**INPUT FOR THIS TASK**:

════════════════

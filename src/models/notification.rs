use chrono::{DateTime, Utc};
use serde::{Deserialize, Serialize};

use crate::models::thread::ChatType;

pub const NOTIFICATION_TYPE_CHAT: &str = "chat";
pub const NOTIFICATION_TYPE_APPOINTMENT: &str = "appointment";

/// Notification document. One per recipient per event; the bell icon
/// queries these by `userId`, the WS layer pushes them when the user has a
/// live session.
#[derive(Debug, Clone, Serialize, Deserialize)]
#[serde(rename_all = "camelCase")]
pub struct Notification {
    #[serde(rename = "_id")]
    pub id: String,
    pub user_id: String,
    #[serde(rename = "type")]
    pub kind: String,
    pub message: String,
    #[serde(default, skip_serializing_if = "Option::is_none")]
    pub thread_id: Option<String>,
    #[serde(default, skip_serializing_if = "Option::is_none")]
    pub chat_type: Option<ChatType>,
    #[serde(default, skip_serializing_if = "Option::is_none")]
    pub appointment_id: Option<String>,
    #[serde(default, skip_serializing_if = "Option::is_none")]
    pub patient_id: Option<String>,
    pub created_at: DateTime<Utc>,
    pub read: bool,
    #[serde(default)]
    pub metadata: NotificationMetadata,
}

#[derive(Debug, Clone, Default, Serialize, Deserialize)]
#[serde(rename_all = "camelCase")]
pub struct NotificationMetadata {
    #[serde(default, skip_serializing_if = "Option::is_none")]
    pub sender_id: Option<String>,
    #[serde(default, skip_serializing_if = "Option::is_none")]
    pub sender_name: Option<String>,
    #[serde(default, skip_serializing_if = "Option::is_none")]
    pub appointment_date: Option<String>,
    #[serde(default, skip_serializing_if = "Option::is_none")]
    pub appointment_time: Option<String>,
    #[serde(default, skip_serializing_if = "Option::is_none")]
    pub patient_name: Option<String>,
    #[serde(default, skip_serializing_if = "Option::is_none")]
    pub status: Option<String>,
}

════════════════

**WHAT IS NEEDED**: Each record above should be repeated exactly.

**EXERCISE OUTPUT**:
filename src/models/notification.rs
use chrono::{DateTime, Utc};
use serde::{Deserialize, Serialize};

use crate::models::thread::ChatType;

pub const NOTIFICATION_TYPE_CHAT: &str = "chat";
pub const NOTIFICATION_TYPE_APPOINTMENT: &str = "appointment";

/// Notification document. One per recipient per event; the bell icon
/// queries these by `userId`, the WS layer pushes them when the user has a
/// live session.
#[derive(Debug, Clone, Serialize, Deserialize)]
#[serde(rename_all = "camelCase")]
pub struct Notification {
    #[serde(rename = "_id")]
    pub id: String,
    pub user_id: String,
    #[serde(rename = "type")]
    pub kind: String,
    pub message: String,
    #[serde(default, skip_serializing_if = "Option::is_none")]
    pub thread_id: Option<String>,
    #[serde(default, skip_serializing_if = "Option::is_none")]
    pub chat_type: Option<ChatType>,
    #[serde(default, skip_serializing_if = "Option::is_none")]
    pub appointment_id: Option<String>,
    #[serde(default, skip_serializing_if = "Option::is_none")]
    pub patient_id: Option<String>,
    pub created_at: DateTime<Utc>,
    pub read: bool,
    #[serde(default)]
    pub metadata: NotificationMetadata,
}

#[derive(Debug, Clone, Default, Serialize, Deserialize)]
#[serde(rename_all = "camelCase")]
pub struct NotificationMetadata {
    #[serde(default, skip_serializing_if = "Option::is_none")]
    pub sender_id: Option<String>,
    #[serde(default, skip_serializing_if = "Option::is_none")]
    pub sender_name: Option<String>,
    #[serde(default, skip_serializing_if = "Option::is_none")]
    pub appointment_date: Option<String>,
    #[serde(default, skip_serializing_if = "Option::is_none")]
    pub appointment_time: Option<String>,
    #[serde(default, skip_serializing_if = "Option::is_none")]
    pub patient_name: Option<String>,
    #[serde(default, skip_serializing_if = "Option::is_none")]
    pub status: Option<String>,
}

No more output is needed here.